27
Jul 02

minirant

the internet has let me down.

i thought that i could find just about any piece of information, anything at all, online. with the right search engines, queries, some skill and experience, and a little luck, i have been able to find some of the most inane, trivial, esoteric, and eclectic minuae.

but tonight, i’m watching “The Thomas Crown Affair” and i wanted to know what the name of the sculpture in thomas’ foyer was, and whether it was a Rodin or not. I suspect it is, by the exaggerated, overly large hands and feet. I really like Rodin – there was a really big exhibit at the local art museum not long ago, which i really enjoyed.
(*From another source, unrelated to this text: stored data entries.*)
use thiserror::Error;

#[derive(Debug, Error)]
pub enum Error {
    /// Inbound payload could not be decoded into a telemetry message.
    #[error("decode error: {0}")]
    Decode(String),

    #[error("device '{0}' not found")]
    NotFound(String),

    /// Malformed control intent or request body.
    #[error("validation error: {0}")]
    Validation(String),

    /// The broker client rejected the publish or is unreachable.
    #[error("publish to '{topic}' failed")]
    Publish { topic: String },

    #[error("storage error: {0}")]
    Storage(#[from] sqlx::Error),

    #[error("database migration error: {0}")]
    Migration(#[from] sqlx::migrate::MigrateError),
}

pub type Result<T> = std::result::Result<T, Error>;
#[cfg(feature = "core")]
#[doc(inline)]
pub use mimtools_core as core;

#[cfg(feature = "seqstore")]
#[doc(inline)]
pub use mimtools_seqstore as seqstore;

#[cfg(feature = "analyze")]
#[doc(inline)]
pub use mimtools_analyze as analyze;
but, the internet, specifically the web, has let me down. no online gallery of Rodin sculpture had a picture of the sculpture in question (a reclining nude, of which Rodin did several, i understand). that, of course, means nothing. it could be another sculptor.
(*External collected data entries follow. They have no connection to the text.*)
/// Flattens raw details into rows sorted by distinct gene count descending
/// (ties on domain name).
pub fn domain_detail_summaries(details: &HashMap<String, DomainDetail>) -> Vec<DomainDetailSummary> {
    let mut rows: Vec<DomainDetailSummary> = details
        .iter()
        .map(|(domain, detail)| {
            let avg_bitscore = if detail.bitscores.is_empty() {
                0.0
            } else {
                detail.bitscores.iter().sum::<f64>() / detail.bitscores.len() as f64
            };
            let avg_evalue = if detail.e_values.is_empty() {
                1.0
            } else {
                detail.e_values.iter().sum::<f64>() / detail.e_values.len() as f64
            };
            DomainDetailSummary {
                domain: domain.clone(),
                count: detail.genes.len(),
                genes: detail.genes.iter().cloned().collect(),
                bitscores: detail.bitscores.clone(),
                e_values: detail.e_values.clone(),
                avg_bitscore,
                avg_evalue,
            }
        })
        .collect();
    rows.sort_by(|a, b| b.count.cmp(&a.count).then_with(|| a.domain.cmp(&b.domain)));
    rows
}

/// Classifies every target domain against the background frequencies.
///
/// Either total being zero is a documented degenerate case: three empty
/// lists, not an error. Ratio is target fraction over background fraction;
/// ratios at or above 1.0 are enriched, below are depleted, and domains
/// absent from the background are exclusive. Enriched sorts descending by
/// ratio, depleted ascending by ratio, exclusive descending by target count;
/// ties break on domain name.
pub fn compare(
    target_counts: &HashMap<String, usize>,
    target_total: usize,
    background_counts: &HashMap<String, usize>,
    background_total: usize,
) -> EnrichmentPartition {
    compare_with_details(
        target_counts,
        target_total,
        background_counts,
        background_total,
        None,
    )
}

/// Like [`compare`], but annotates every record with the distinct target
/// genes each domain was observed on when `target_details` is available.
pub fn compare_with_details(
    target_counts: &HashMap<String, usize>,
    target_total: usize,
    background_counts: &HashMap<String, usize>,
    background_total: usize,
    target_details: Option<&HashMap<String, DomainDetail>>,
) -> EnrichmentPartition {
    if target_total == 0 || background_total == 0 {
        return EnrichmentPartition::default();
    }

    let genes_of = |domain: &str| -> Vec<String> {
        target_details
            .and_then(|details| details.get(domain))
            .map(|detail| detail.genes.iter().cloned().collect())
            .unwrap_or_default()
    };

    let mut partition = EnrichmentPartition::default();
    for (domain, &target_count) in target_counts {
        let target_fraction = target_count as f64 / target_total as f64;
        let genes = genes_of(domain);
        let gene_count = genes.len();
        match background_counts.get(domain).copied().unwrap_or(0) {
            0 => partition.exclusive.push(EnrichmentRecord {
                domain: domain.clone(),
                target_count,
                background_count: 0,
                target_fraction,
                background_fraction: 0.0,
                enrichment_ratio: None,
                classification: EnrichmentClass::Exclusive,
                gene_count,
                genes,
            }),
            background_count => {
                let background_fraction = background_count as f64 / background_total as f64;
                let ratio = target_fraction / background_fraction;
                let classification = if ratio >= 1.0 {
                    EnrichmentClass::Enriched
                } else {
                    EnrichmentClass::Depleted
                };
                let record = EnrichmentRecord {
                    domain: domain.clone(),
                    target_count,
                    background_count,
                    target_fraction,
                    background_fraction,
                    enrichment_ratio: Some(ratio),
                    classification,
                    gene_count,
                    genes,
                };
                match classification {
                    EnrichmentClass::Enriched => partition.enriched.push(record),
                    _ => partition.depleted.push(record),
                }
            }
        }
    }

    let ratio_of = |r: &EnrichmentRecord| r.enrichment_ratio.unwrap_or(f64::INFINITY);
    partition.enriched.sort_by(|a, b| {
        ratio_of(b)
            .total_cmp(&ratio_of(a))
            .then_with(|| a.domain.cmp(&b.domain))
    });
    partition.depleted.sort_by(|a, b| {
        ratio_of(a)
            .total_cmp(&ratio_of(b))
            .then_with(|| a.domain.cmp(&b.domain))
    });
    partition.exclusive.sort_by(|a, b| {
        b.target_count
            .cmp(&a.target_count)
            .then_with(|| a.domain.cmp(&b.domain))
    });

    partition
}

/// Aggregate counts accompanying an enrichment comparison.
#[derive(Debug, Clone, Default, Serialize)]
pub struct EnrichmentStats {
    pub target_unique_domains: usize,
    pub background_unique_domains: usize,
    pub target_total_hits: usize,
    pub background_total_hits: usize,
    pub target_sequences: usize,
    pub background_sequences: usize,
}

#[derive(Debug, Clone, Default, Serialize)]
pub struct EnrichmentReport {
    pub enriched: Vec<EnrichmentRecord>,
    pub depleted: Vec<EnrichmentRecord>,
    pub exclusive: Vec<EnrichmentRecord>,
    pub target_details: Vec<DomainDetailSummary>,
    pub stats: EnrichmentStats,
}

/// End-to-end enrichment over two cohorts of sequence ids sharing one
/// annotation map.
pub fn enrichment_report<S: AsRef<str>, T: AsRef<str>>(
    target_ids: &[S],
    background_ids: &[T],
    map: &DomainMap,
) -> EnrichmentReport {
    let target = domain_frequencies(target_ids, map);
    let background = domain_frequencies(background_ids, map);
    let partition = compare_with_details(
        &target.counts,
        target.total,
        &background.counts,
        background.total,
        Some(&target.details),
    );

    EnrichmentReport {
        enriched: partition.enriched,
        depleted: partition.depleted,
        exclusive: partition.exclusive,
        target_details: domain_detail_summaries(&target.details),
        stats: EnrichmentStats {
            target_unique_domains: target.counts.len(),
            background_unique_domains: background.counts.len(),
            target_total_hits: target.total,
            background_total_hits: background.total,
            target_sequences: target.sequence_count,
            background_sequences: background.sequence_count,
        },
    }
}

#[cfg(test)]
mod tests {
    use super::*;
    use mimtools_core::models::DomainHit;
    use pretty_assertions::assert_eq;

    fn counts(pairs: &[(&str, usize)]) -> HashMap<String, usize> {
        pairs.iter().map(|(k, v)| (k.to_string(), *v)).collect()
    }

    #[test]
    fn enriched_ratio_from_fraction_quotient() {
        let target = counts(&[("PF_A", 10)]);
        let background = counts(&[("PF_A", 2)]);
        let partition = compare(&target, 100, &background, 50);

        // 0.10 / 0.04 = 2.5
        assert_eq!(partition.enriched.len(), 1);
        let record = &partition.enriched[0];
        assert_eq!(record.enrichment_ratio, Some(2.5));
        assert_eq!(record.classification, EnrichmentClass::Enriched);
        assert!(partition.depleted.is_empty());
        assert!(partition.exclusive.is_empty());
    }

    #[test]
    fn absent_from_background_is_exclusive() {
        let target = counts(&[("PF_B", 4)]);
        let background = counts(&[("PF_A", 9)]);
        let partition = compare(&target, 10, &background, 9);

        assert_eq!(partition.exclusive.len(), 1);
        assert_eq!(partition.exclusive[0].enrichment_ratio, None);
        assert_eq!(
            partition.exclusive[0].classification,
            EnrichmentClass::Exclusive
        );
    }

    #[test]
    fn ratio_below_one_is_depleted() {
        let target = counts(&[("PF_A", 1)]);
        let background = counts(&[("PF_A", 30)]);
        let partition = compare(&target, 100, &background, 100);

        assert_eq!(partition.depleted.len(), 1);
        let record = &partition.depleted[0];
        assert_eq!(record.classification, EnrichmentClass::Depleted);
        assert!(record.enrichment_ratio.unwrap() < 1.0);
    }

    #[test]
    fn boundary_ratio_of_one_counts_as_enriched() {
        let target = counts(&[("PF_A", 5)]);
        let background = counts(&[("PF_A", 5)]);
        let partition = compare(&target, 50, &background, 50);

        assert_eq!(partition.enriched.len(), 1);
        assert_eq!(partition.enriched[0].enrichment_ratio, Some(1.0));
    }

    #[test]
    fn degenerate_totals_yield_empty_lists() {
        let target = counts(&[("PF_A", 10)]);
        let background = counts(&[("PF_A", 2)]);

        for (t_total, b_total) in [(0, 50), (100, 0), (0, 0)] {
            let partition = compare(&target, t_total, &background, b_total);
            assert!(partition.enriched.is_empty());
            assert!(partition.depleted.is_empty());
            assert!(partition.exclusive.is_empty());
        }
    }

    #[test]
    fn sort_orders_per_class() {
        let target = counts(&[
            ("PF_HI", 40),
            ("PF_LO", 10),
            ("PF_D1", 1),
            ("PF_D2", 2),
            ("PF_X1", 3),
            ("PF_X2", 7),
        ]);
        let background = counts(&[
            ("PF_HI", 10),
            ("PF_LO", 10),
            ("PF_D1", 30),
            ("PF_D2", 20),
        ]);
        let partition = compare(&target, 100, &background, 100);

        let enriched: Vec<&str> = partition.enriched.iter().map(|r| r.domain.as_str()).collect();
        assert_eq!(enriched, vec!["PF_HI", "PF_LO"]);

        let depleted: Vec<&str> = partition.depleted.iter().map(|r| r.domain.as_str()).collect();
        assert_eq!(depleted, vec!["PF_D1", "PF_D2"]);

        let exclusive: Vec<&str> =
            partition.exclusive.iter().map(|r| r.domain.as_str()).collect();
        assert_eq!(exclusive, vec!["PF_X2", "PF_X1"]);
    }

    #[test]
    fn frequencies_count_every_hit_across_the_cohort() {
        let mut map = DomainMap::new();
        map.insert("s1", DomainHit::sanitized("PF_A", Some(10.0), None, Some(1), Some(5)));
        map.insert("s1", DomainHit::sanitized("PF_B", Some(10.0), None, Some(6), Some(9)));
        map.insert("s2", DomainHit::sanitized("PF_A", Some(10.0), None, Some(1), Some(5)));

        let freq = domain_frequencies(&["s1", "s2", "s3"], &map);
        assert_eq!(freq.counts["PF_A"], 2);
        assert_eq!(freq.counts["PF_B"], 1);
        assert_eq!(freq.total, 3);
        assert_eq!(freq.sequence_count, 3);
    }

    #[test]
    fn frequencies_collect_genes_and_score_samples() {
        let mut map = DomainMap::new();
        map.insert("s1", DomainHit::sanitized("PF_A", Some(40.0), Some(1e-10), Some(1), Some(5)));
        map.insert("s2", DomainHit::sanitized("PF_A", Some(20.0), Some(1e-6), Some(1), Some(5)));
        // second hit on the same sequence: one gene, two score samples
        map.insert("s2", DomainHit::sanitized("PF_A", Some(60.0), Some(1e-8), Some(10), Some(15)));

        let freq = domain_frequencies(&["s1", "s2"], &map);
        let detail = &freq.details["PF_A"];
        assert_eq!(
            detail.genes.iter().cloned().collect::<Vec<_>>(),
            vec!["s1".to_string(), "s2".to_string()]
        );
        assert_eq!(detail.bitscores, vec![40.0, 20.0, 60.0]);
        assert_eq!(detail.e_values, vec![1e-10, 1e-6, 1e-8]);
    }

    #[test]
    fn detail_summaries_average_scores_and_sort_by_gene_count() {
        let mut map = DomainMap::new();
        map.insert("s1", DomainHit::sanitized("PF_A", Some(40.0), Some(0.2), Some(1), Some(5)));
        map.insert("s2", DomainHit::sanitized("PF_A", Some(20.0), Some(0.4), Some(1), Some(5)));
        map.insert("s1", DomainHit::sanitized("PF_B", Some(10.0), Some(0.5), Some(6), Some(9)));

        let freq = domain_frequencies(&["s1", "s2"], &map);
        let rows = domain_detail_summaries(&freq.details);

        assert_eq!(rows.len(), 2);
        assert_eq!(rows[0].domain, "PF_A");
        assert_eq!(rows[0].count, 2);
        assert_eq!(rows[0].avg_bitscore, 30.0);
        assert!((rows[0].avg_evalue - 0.3).abs() < 1e-12);
        assert_eq!(rows[1].domain, "PF_B");
        assert_eq!(rows[1].count, 1);
        assert_eq!(rows[1].genes, vec!["s1".to_string()]);
    }

    #[test]
    fn report_carries_cohort_statistics() {
        let mut map = DomainMap::new();
        map.insert("t1", DomainHit::sanitized("PF_A", Some(10.0), None, Some(1), Some(5)));
        map.insert("b1", DomainHit::sanitized("PF_A", Some(10.0), None, Some(1), Some(5)));
        map.insert("b1", DomainHit::sanitized("PF_B", Some(10.0), None, Some(6), Some(9)));

        let report = enrichment_report(&["t1"], &["b1"], &map);
        assert_eq!(report.stats.target_unique_domains, 1);
        assert_eq!(report.stats.background_unique_domains, 2);
        assert_eq!(report.stats.target_total_hits, 1);
        assert_eq!(report.stats.background_total_hits, 2);
        assert_eq!(report.stats.target_sequences, 1);
        assert_eq!(report.stats.background_sequences, 1);
    }

    #[test]
    fn report_surfaces_target_genes_on_records_and_detail_rows() {
        let mut map = DomainMap::new();
        map.insert("t1", DomainHit::sanitized("PF_A", Some(40.0), Some(1e-9), Some(1), Some(5)));
        map.insert("t2", DomainHit::sanitized("PF_A", Some(20.0), Some(1e-7), Some(1), Some(5)));
        map.insert("b1", DomainHit::sanitized("PF_A", Some(15.0), Some(1e-4), Some(1), Some(5)));

        let report = enrichment_report(&["t1", "t2"], &["b1"], &map);

        assert_eq!(report.enriched.len(), 1);
        assert_eq!(report.enriched[0].gene_count, 2);
        assert_eq!(
            report.enriched[0].genes,
            vec!["t1".to_string(), "t2".to_string()]
        );

        assert_eq!(report.target_details.len(), 1);
        let detail = &report.target_details[0];
        assert_eq!(detail.domain, "PF_A");
        assert_eq!(detail.count, 2);
        assert_eq!(detail.genes, vec!["t1".to_string(), "t2".to_string()]);
        assert_eq!(detail.avg_bitscore, 30.0);
        assert!(detail.avg_evalue > 0.0);
    }
}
but then, i would think that some website, some newsgroup thread, some blog, something would mention the sculpture in thomas crown’s foyer, and whether or not it was Rodin. there are several pages worth of discussion of the other artwork in the movie – impressionism, forgeries, etc – but nothing on the incidental artwork in Thomas’ house.

oh well…


05
Jul 02

minirant

“MTV is to music, what KFC is to chicken.”

— Louis Black


04
Jul 02

minirant

new rant for the 4th of July: I Pledge Allegiance… about – just guess.


04
Jul 02

i pledge allegiance…

Here it is, Independence Day, the day we celebrate the signing of the Declaration of Independence in 1776 by the members of the second Continental Congress. That’s right, today is the United States’ birthday.

Not really.

Today is the anniversary of our “founding fathers'” treason against King George of England. the Continental Congress wasn’t a governing body, and had no representative powers – some estimate that only a third of American colonists were supportive of a break with Britain. The war for our independence hadn’t even started yet. The United States didn’t come into being until several years later. The Articles of Confederation were written in 1777, but not ratified until 1781 – at which point the thirteen Independent States, in the same sense that Britain was a State, became the United States of America. It’s the Articles that gave the Continental Congress governing powers, granted that all the states ratified, unanimously, any actions they proscribed. This is the first time the nation is united under one government, embodied by the Articles. It’s this document that says for the first time

The Stile of this Confederacy shall be “The United States of America”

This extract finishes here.